Considerações finais

Para Carr a junção entre utopia e realidade é essencial para todo pensamento
político eficaz. O pensamento político lúcido se baseia em elementos tanto de utopia,
quanto de realidade. Assim sendo, como afirma um grande conhecedor com da área de
Relações Internacionais.

Nessa estrutura, o marxismo compartilha de


elementos das duas: é “utópico” ao postular uma
forma alternativa de ordenar a política e ao
introduzir preocupações éticas no conjunto da
análise e é “realista” em sua ênfase sobre os
interesses materiais por trás da ação humana, sobre
a hipocrisia, a falsidade e o cinismo da vida
política (HALLIDAY, 1999, p. 64-65).

Dessa forma, o Realismo utópico de Carr, síntese entre Realismo e idealismo,


tem entre seus (mais fortes) pilares epistemológicos o método da economia política de
Marx do concreto pensado (no índice remissivo de Vinte anos de crise, vê-se que Marx
é o autor mais citado, entre muitos, inclusive Maquiavel).

Do ponto de vista da proposição teórica, a outra aproximação de Carr é com


Lenin.
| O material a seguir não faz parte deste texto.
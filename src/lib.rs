//! ticker - log a timestamped progress line every second for a fixed duration.
//!
//! Three entry points share one timer loop:
//! - [`timer::run_timer`] for a bare run,
//! - [`task::run_task`], which first echoes an input payload from the environment,
//! - [`handler::handle`], a function-style handler returning a fixed response.

pub mod cli;
pub mod clock;
pub mod config;
pub mod duration;
pub mod error;
pub mod handler;
pub mod sink;
pub mod task;
pub mod timer;

pub use clock::{Clock, ManualClock, SystemClock};
pub use config::{Config, Settings};
pub use error::{Result, TickerError};
pub use handler::{Context, Response, handle};
pub use sink::{LogSink, MemorySink, StdoutSink, TracingSink};
pub use task::{TaskInput, run_task};
pub use timer::{RunSummary, Tick, TimerSession, run_timer};
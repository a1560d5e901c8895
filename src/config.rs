/// Configuration module for run settings
use serde::{Deserialize, Serialize};
use std::env;
use std::fs;
use std::path::{Path, PathBuf};
use std::time::Duration;

use crate::duration::parse_duration;
use crate::error::{Result, TickerError};

pub const DEFAULT_DURATION: Duration = Duration::from_secs(60);
pub const DEFAULT_INTERVAL: Duration = Duration::from_secs(1);
pub const DEFAULT_INPUT_VAR: &str = "SFN_TASK_INPUT";

/// On-disk form, `~/.config/ticker/config.json`.
#[derive(Serialize, Deserialize, Debug, Clone, PartialEq)]
pub struct Config {
    #[serde(default = "default_duration")]
    pub duration: String,
    #[serde(default = "default_interval")]
    pub interval: String,
    #[serde(default = "default_input_var")]
    pub input_var: String,
}

fn default_duration() -> String {
    "60s".to_string()
}

fn default_interval() -> String {
    "1s".to_string()
}

fn default_input_var() -> String {
    DEFAULT_INPUT_VAR.to_string()
}

impl Default for Config {
    fn default() -> Self {
        Self {
            duration: default_duration(),
            interval: default_interval(),
            input_var: default_input_var(),
        }
    }
}

/// Validated settings a run is driven by.
#[derive(Debug, Clone, PartialEq, Eq)]
pub struct Settings {
    pub duration: Duration,
    pub interval: Duration,
    pub input_var: String,
}

impl Default for Settings {
    fn default() -> Self {
        Self {
            duration: DEFAULT_DURATION,
            interval: DEFAULT_INTERVAL,
            input_var: DEFAULT_INPUT_VAR.to_string(),
        }
    }
}

impl Config {
    pub fn from_file(path: &Path) -> Result<Self> {
        let content = fs::read_to_string(path).map_err(|source| TickerError::ConfigRead {
            path: path.to_path_buf(),
            source,
        })?;
        serde_json::from_str(&content).map_err(|source| TickerError::ConfigParse {
            path: path.to_path_buf(),
            source,
        })
    }

    /// An explicit path must exist; the default path is optional.
    pub fn load(explicit: Option<&Path>) -> Result<Self> {
        if let Some(path) = explicit {
            return Self::from_file(path);
        }

        let path = default_config_path();
        if path.exists() {
            return Self::from_file(&path);
        }

        Ok(Self::default())
    }

    /// Applies CLI overrides and validates the result.
    pub fn resolve(&self, duration: Option<&str>, interval: Option<&str>) -> Result<Settings> {
        let duration = parse(duration.unwrap_or(&self.duration))?;
        let interval = parse(interval.unwrap_or(&self.interval))?;

        if interval.is_zero() {
            return Err(TickerError::InvalidConfig(
                "interval must be greater than 0".to_string(),
            ));
        }
        if self.input_var.trim().is_empty() {
            return Err(TickerError::InvalidConfig(
                "input_var must not be empty".to_string(),
            ));
        }

        Ok(Settings {
            duration,
            interval,
            input_var: self.input_var.clone(),
        })
    }
}

fn parse(input: &str) -> Result<Duration> {
    parse_duration(input).map_err(|source| TickerError::Duration {
        input: input.to_string(),
        source,
    })
}

pub fn default_config_path() -> PathBuf {
    if let Some(home) = env::var_os("HOME") {
        PathBuf::from(home).join(".config").join("ticker").join("config.json")
    } else {
        PathBuf::from("ticker-config.json")
    }
}

#[cfg(test)]
mod tests {
    use super::*;
    use std::io::Write;

    #[test]
    fn defaults_resolve_to_sixty_by_one() {
        let settings = Config::default().resolve(None, None).unwrap();
        assert_eq!(settings, Settings::default());
    }

    #[test]
    fn partial_json_fills_defaults() {
        let config: Config = serde_json::from_str(r#"{ "duration": "2m" }"#).unwrap();
        assert_eq!(config.interval, "1s");
        assert_eq!(config.input_var, "SFN_TASK_INPUT");

        let settings = config.resolve(None, None).unwrap();
        assert_eq!(settings.duration, Duration::from_secs(120));
    }

    #[test]
    fn cli_overrides_take_priority() {
        let config = Config {
            duration: "10m".to_string(),
            ..Config::default()
        };
        let settings = config.resolve(Some("5s"), Some("500")).unwrap();
        assert_eq!(settings.duration, Duration::from_secs(5));
        assert_eq!(settings.interval, Duration::from_secs(500));
    }

    #[test]
    fn zero_interval_is_rejected() {
        let err = Config::default().resolve(None, Some("0s")).unwrap_err();
        assert!(matches!(err, TickerError::InvalidConfig(_)));
    }

    #[test]
    fn bad_duration_names_the_input() {
        let err = Config::default().resolve(Some("soon"), None).unwrap_err();
        assert!(matches!(err, TickerError::Duration { ref input, .. } if input == "soon"));
    }

    #[test]
    fn loads_from_explicit_file() {
        let mut file = tempfile::NamedTempFile::new().unwrap();
        let json = r#"{ "duration": "30s", "interval": "2s", "input_var": "PAYLOAD" }"#;
        write!(file, "{}", json).unwrap();

        let config = Config::load(Some(file.path())).unwrap();
        assert_eq!(config.input_var, "PAYLOAD");
        let settings = config.resolve(None, None).unwrap();
        assert_eq!(settings.interval, Duration::from_secs(2));
    }

    #[test]
    fn invalid_json_is_a_parse_error() {
        let mut file = tempfile::NamedTempFile::new().unwrap();
        write!(file, "not json").unwrap();

        let err = Config::load(Some(file.path())).unwrap_err();
        assert!(matches!(err, TickerError::ConfigParse { .. }));
    }

    #[test]
    fn missing_explicit_file_is_a_read_error() {
        let dir = tempfile::tempdir().unwrap();
        let err = Config::load(Some(dir.path().join("absent.json").as_path())).unwrap_err();
        assert!(matches!(err, TickerError::ConfigRead { .. }));
    }
}
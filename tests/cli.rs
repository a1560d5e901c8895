use std::time::Duration;

use clap::Parser;
use serde_json::{Value, json};
use ticker::cli::{Cli, Commands, execute};
use ticker::{ManualClock, Settings};

fn settings_for(args: &[&str]) -> (Cli, Settings) {
    let cli = Cli::try_parse_from(args).unwrap();
    let config = ticker::Config::default();
    let settings = config
        .resolve(cli.duration.as_deref(), cli.interval.as_deref())
        .unwrap();
    (cli, settings)
}

#[test]
fn invoke_prints_only_the_response_json() {
    let (cli, settings) =
        settings_for(&["ticker", "invoke", "--event", r#"{"a": 1}"#, "--duration", "3s"]);
    let clock = ManualClock::default();
    let mut out = Vec::new();

    execute(&cli.command, &settings, &clock, &mut out).unwrap();

    let stdout = String::from_utf8(out).unwrap();
    let parsed: Value = serde_json::from_str(&stdout).unwrap();
    assert_eq!(parsed, json!({ "statusCode": 200, "body": "Logging completed" }));
    assert!(!stdout.contains("logging:"));
    assert_eq!(clock.elapsed(), Duration::from_secs(3));
}

#[test]
fn invoke_rejects_malformed_event() {
    let (cli, settings) = settings_for(&["ticker", "invoke", "--event", "{nope"]);
    let mut out = Vec::new();

    let err = execute(&cli.command, &settings, &ManualClock::default(), &mut out).unwrap_err();

    assert!(matches!(err, ticker::TickerError::Event(_)));
    assert!(out.is_empty());
}

#[test]
fn run_writes_progress_then_completion() {
    let (cli, settings) = settings_for(&["ticker", "-d", "4s", "-i", "2s", "run"]);
    assert_eq!(cli.command, Commands::Run);
    let mut out = Vec::new();

    execute(&cli.command, &settings, &ManualClock::default(), &mut out).unwrap();

    let stdout = String::from_utf8(out).unwrap();
    let lines: Vec<&str> = stdout.lines().collect();
    assert_eq!(lines.len(), 3);
    assert!(lines[0].ends_with("logging: 0s elapsed"));
    assert!(lines[1].ends_with("logging: 2s elapsed"));
    assert_eq!(lines[2], "Finished logging for 4 seconds.");
}

#[test]
fn task_echoes_configured_variable_first() {
    let (cli, mut settings) = settings_for(&["ticker", "task", "--duration", "1s"]);
    settings.input_var = "TICKER_CLI_TEST_INPUT".to_string();
    // SAFETY: no other test touches this variable.
    unsafe { std::env::set_var(&settings.input_var, "abc") };
    let mut out = Vec::new();

    execute(&cli.command, &settings, &ManualClock::default(), &mut out).unwrap();

    let stdout = String::from_utf8(out).unwrap();
    assert_eq!(stdout.lines().next(), Some("TICKER_CLI_TEST_INPUT: abc"));
    assert_eq!(stdout.lines().last(), Some("Finished logging for 1 second."));
}

#[test]
fn missing_subcommand_is_a_usage_error() {
    assert!(Cli::try_parse_from(["ticker"]).is_err());
}
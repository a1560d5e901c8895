/// Human-readable durations such as `60s`, `1m30s` or `2h`
use std::time::Duration;
use thiserror::Error;

#[derive(Debug, Error, PartialEq)]
pub enum DurationParseError {
    #[error("empty duration string")]
    Empty,

    #[error("unit '{0}' without a preceding number")]
    MissingNumber(char),

    #[error("number out of range: {0}")]
    InvalidNumber(String),

    #[error("unknown time unit: {0}")]
    UnknownUnit(char),

    #[error("duration must end with 'h', 'm' or 's'")]
    MissingUnit,
}

/// Parses `1h`, `25m`, `30s` and combinations like `1m30s`.
/// A bare number is read as seconds.
pub fn parse_duration(input: &str) -> Result<Duration, DurationParseError> {
    let input = input.trim().to_lowercase();
    if input.is_empty() {
        return Err(DurationParseError::Empty);
    }

    if let Ok(seconds) = input.parse::<u64>() {
        return Ok(Duration::from_secs(seconds));
    }

    let mut total_seconds = 0u64;
    let mut current_number = String::new();

    for ch in input.chars() {
        if ch.is_ascii_digit() {
            current_number.push(ch);
        } else if ch.is_alphabetic() {
            if current_number.is_empty() {
                return Err(DurationParseError::MissingNumber(ch));
            }

            let number: u64 = current_number
                .parse()
                .map_err(|_| DurationParseError::InvalidNumber(current_number.clone()))?;

            let multiplier = match ch {
                'h' => 3600,
                'm' => 60,
                's' => 1,
                _ => return Err(DurationParseError::UnknownUnit(ch)),
            };

            total_seconds = number
                .checked_mul(multiplier)
                .and_then(|secs| total_seconds.checked_add(secs))
                .ok_or_else(|| DurationParseError::InvalidNumber(current_number.clone()))?;

            current_number.clear();
        } else if !ch.is_whitespace() {
            return Err(DurationParseError::UnknownUnit(ch));
        }
    }

    if !current_number.is_empty() {
        return Err(DurationParseError::MissingUnit);
    }

    Ok(Duration::from_secs(total_seconds))
}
A dinâmica do choque entre Estados nas relações internacionais é traço comum
nas obras em questão comparadas, assim como outros elementos. O quadro abaixo
exibe suas concepções sobre a política em três planos (nacional, estatal e internacional)
em suas respectivas obras em questão, sintetizada a partir do exposto sobre suas
aproximações.
Quadro 1. As concepções de Lenin e Carr em três planos.

Fonte: Elaboração própria.

O que pretendemos com esse texto foi deixar claro que o Realismo sobre o qual
Carr escreve tem suas bases no Marxismo, uma vez que este: 1) ao juntar teoria e
prática se constitui numa perspectiva realista utópica; e 2) ao pensar a política como luta
de interesses em confronto potencial e como (re)produção de vitoriosos e derrotados,
consiste-se numa teoria política realista.